Two major bookstores in Paris simultaneously bought outdoor space (posters) to advertise their services during the month of July.
FNAC is a chain of stores that sells books, mostly best sellers. It also sells CDs, DVDs, video games, phones, TV sets, computers; it is a mix of Best Buy and Barnes & Noble.
Gibert Jeune is another major bookstore, particularly for students in Paris. Located in the Latin Quarter (and in the 13th district), it sells textbooks and scientific books in most of the academic fields (liberal arts, medicine, business, math, physics). It also buys and sells used books.

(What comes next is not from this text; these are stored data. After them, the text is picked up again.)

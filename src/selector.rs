//! Tie-breaking between equally valued columns

/// Distance of a column from the middle column `cols / 2`
pub fn center_distance(column: usize, cols: usize) -> usize {
    column.abs_diff(cols / 2)
}

/// Picks between the current choice and an equally valued candidate
///
/// The candidate only wins if it is strictly closer to the center, so the
/// earlier column is kept on equal distance.
pub fn prefer(current: usize, candidate: usize, cols: usize) -> usize {
    if center_distance(candidate, cols) < center_distance(current, cols) {
        candidate
    } else {
        current
    }
}

#[cfg(test)]
mod tests {
    use super::*;

    #[test]
    fn test_center_distance() {
        assert_eq!(center_distance(3, 7), 0);
        assert_eq!(center_distance(0, 7), 3);
        assert_eq!(center_distance(6, 7), 3);
        assert_eq!(center_distance(1, 4), 1);
        assert_eq!(center_distance(3, 4), 1);
    }

    #[test]
    fn test_prefer_closer() {
        assert_eq!(prefer(0, 3, 7), 3);
        assert_eq!(prefer(3, 6, 7), 3);
        assert_eq!(prefer(5, 4, 7), 4);
    }

    #[test]
    fn test_prefer_keeps_earlier_on_equal_distance() {
        assert_eq!(prefer(2, 4, 7), 2);
        assert_eq!(prefer(1, 3, 4), 1);
    }
}
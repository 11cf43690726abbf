//! Deadline oracles that bound the time spent on a move

use std::time::{Duration, Instant};

/// Enforces the move deadline and collects the searching player's answer
pub trait Arbitrator {
    /// Cheap enough to be polled at every node of the search
    fn is_time_up(&self) -> bool;

    /// Records the current best column, the last call wins
    fn set_move(&mut self, column: usize);
}

/// An arbitrator whose deadline is a fixed duration after its creation
#[derive(Clone, Debug)]
pub struct TimedArbitrator {
    deadline: Instant,
    chosen_move: Option<usize>,
}

impl TimedArbitrator {
    pub fn new(budget: Duration) -> Self {
        Self {
            deadline: Instant::now() + budget,
            chosen_move: None,
        }
    }

    pub fn from_millis(msec: u64) -> Self {
        Self::new(Duration::from_millis(msec))
    }

    /// The last column reported by the player, if any
    pub fn chosen_move(&self) -> Option<usize> {
        self.chosen_move
    }
}

impl Arbitrator for TimedArbitrator {
    fn is_time_up(&self) -> bool {
        Instant::now() >= self.deadline
    }

    fn set_move(&mut self, column: usize) {
        self.chosen_move = Some(column);
    }
}

/// An arbitrator that never runs out of time
#[derive(Clone, Debug, Default)]
pub struct Unbounded {
    chosen_move: Option<usize>,
}

impl Unbounded {
    pub fn new() -> Self {
        Self::default()
    }

    pub fn chosen_move(&self) -> Option<usize> {
        self.chosen_move
    }
}

impl Arbitrator for Unbounded {
    fn is_time_up(&self) -> bool {
        false
    }

    fn set_move(&mut self, column: usize) {
        self.chosen_move = Some(column);
    }
}
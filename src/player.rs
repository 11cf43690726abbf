//! Players that can be driven through a match

use clap::ValueEnum;
use log::{debug, warn};
use rand::rngs::StdRng;
use rand::{Rng, SeedableRng};

use crate::arbitrator::Arbitrator;
use crate::board::{Board, PlayerId};
use crate::error::SearchError;
use crate::search::{Algorithm, Search, SearchOutcome};

/// A strategy for choosing moves, driven by a match runner
pub trait Player<B: Board> {
    fn name(&self) -> &str;

    /// Called once before any call to `calc_move`
    fn init(&mut self, id: PlayerId, msec_per_move: u64, rows: usize, cols: usize);

    /// Reports a column for the current board to the arbitrator
    ///
    /// `opponent_last_move` is `None` on the first move of the game, which
    /// does not imply that the board is empty.
    fn calc_move(
        &mut self,
        board: &B,
        opponent_last_move: Option<usize>,
        arbitrator: &mut dyn Arbitrator,
    ) -> Result<(), SearchError>;
}

/// A player backed by the iterative deepening [`Search`]
#[derive(Clone, Debug)]
pub struct SearchPlayer {
    name: &'static str,
    algorithm: Algorithm,
    search: Option<Search>,
    msec_per_move: u64,
    dimensions: (usize, usize),
    last_outcome: Option<SearchOutcome>,
}

impl SearchPlayer {
    pub fn new(name: &'static str, algorithm: Algorithm) -> Self {
        Self {
            name,
            algorithm,
            search: None,
            msec_per_move: 0,
            dimensions: (0, 0),
            last_outcome: None,
        }
    }

    pub fn minimax() -> Self {
        Self::new("MiniMax", Algorithm::Minimax)
    }

    pub fn alpha_beta() -> Self {
        Self::new("AlphaBeta", Algorithm::AlphaBeta)
    }

    /// Statistics of the most recent move calculation
    pub fn last_outcome(&self) -> Option<SearchOutcome> {
        self.last_outcome
    }
}

impl<B: Board> Player<B> for SearchPlayer {
    fn name(&self) -> &str {
        self.name
    }

    fn init(&mut self, id: PlayerId, msec_per_move: u64, rows: usize, cols: usize) {
        self.search = Some(Search::new(id, self.algorithm));
        self.msec_per_move = msec_per_move;
        self.dimensions = (rows, cols);
    }

    fn calc_move(
        &mut self,
        board: &B,
        _opponent_last_move: Option<usize>,
        arbitrator: &mut dyn Arbitrator,
    ) -> Result<(), SearchError> {
        let search = self.search.as_mut().ok_or(SearchError::NotInitialised)?;
        if (board.num_rows(), board.num_cols()) != self.dimensions {
            warn!(
                "{} initialised for a {}x{} board but given {}x{}",
                self.name,
                self.dimensions.0,
                self.dimensions.1,
                board.num_rows(),
                board.num_cols()
            );
        }
        debug!("{} searching with {} ms per move", self.name, self.msec_per_move);
        self.last_outcome = Some(search.calc_move(board, arbitrator)?);
        Ok(())
    }
}

/// A player choosing uniformly among the columns that are not full
pub struct RandomPlayer<R: Rng> {
    rng: R,
    initialised: bool,
}

impl<R: Rng> RandomPlayer<R> {
    pub fn new(rng: R) -> Self {
        Self {
            rng,
            initialised: false,
        }
    }
}

impl RandomPlayer<StdRng> {
    pub fn seeded(seed: u64) -> Self {
        Self::new(StdRng::seed_from_u64(seed))
    }
}

impl<B: Board, R: Rng> Player<B> for RandomPlayer<R> {
    fn name(&self) -> &str {
        "Greedo"
    }

    fn init(&mut self, _id: PlayerId, _msec_per_move: u64, _rows: usize, _cols: usize) {
        self.initialised = true;
    }

    fn calc_move(
        &mut self,
        board: &B,
        _opponent_last_move: Option<usize>,
        arbitrator: &mut dyn Arbitrator,
    ) -> Result<(), SearchError> {
        if !self.initialised {
            return Err(SearchError::NotInitialised);
        }
        if board.is_full() {
            return Err(SearchError::BoardFull);
        }
        let columns: Vec<usize> = (0..board.num_cols())
            .filter(|&col| board.is_valid_move(col))
            .collect();
        arbitrator.set_move(columns[self.rng.gen_range(0..columns.len())]);
        Ok(())
    }
}

/// The computer players available to the driver
#[derive(Copy, Clone, Eq, PartialEq, Hash, Debug, ValueEnum)]
pub enum PlayerKind {
    Minimax,
    AlphaBeta,
    Random,
}

impl PlayerKind {
    /// Builds a fresh player, `seed` feeds the random player only
    pub fn create<B: Board>(self, seed: u64) -> Box<dyn Player<B> + Send> {
        match self {
            PlayerKind::Minimax => Box::new(SearchPlayer::minimax()),
            PlayerKind::AlphaBeta => Box::new(SearchPlayer::alpha_beta()),
            PlayerKind::Random => Box::new(RandomPlayer::seeded(seed)),
        }
    }
}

Both of them compete with Amazon, online and offline, in different ways. Note that none of the ads mention that the stores offer a drive (where you can order a book online and pick it up at a store -"retrait en magasin", cf. Amazon Locker Delivery). Both campaigns highlight two different sets of USPs:
- Gibert Joseph's USP is that it is a real bookstore where you can actually handle the books ("à portée de main") and skim through the store's enormous inhouse inventory (500,000 books). It is also very close to you (less than 30 minutes, wherever you live once you are in the metro).
- FNAC's USPs are:
- it delivers books for free.
- it sells an eReader, so you can travel light while on vacation. The price of the Kobo eReader is comparable to the Kindle Touch (amazon).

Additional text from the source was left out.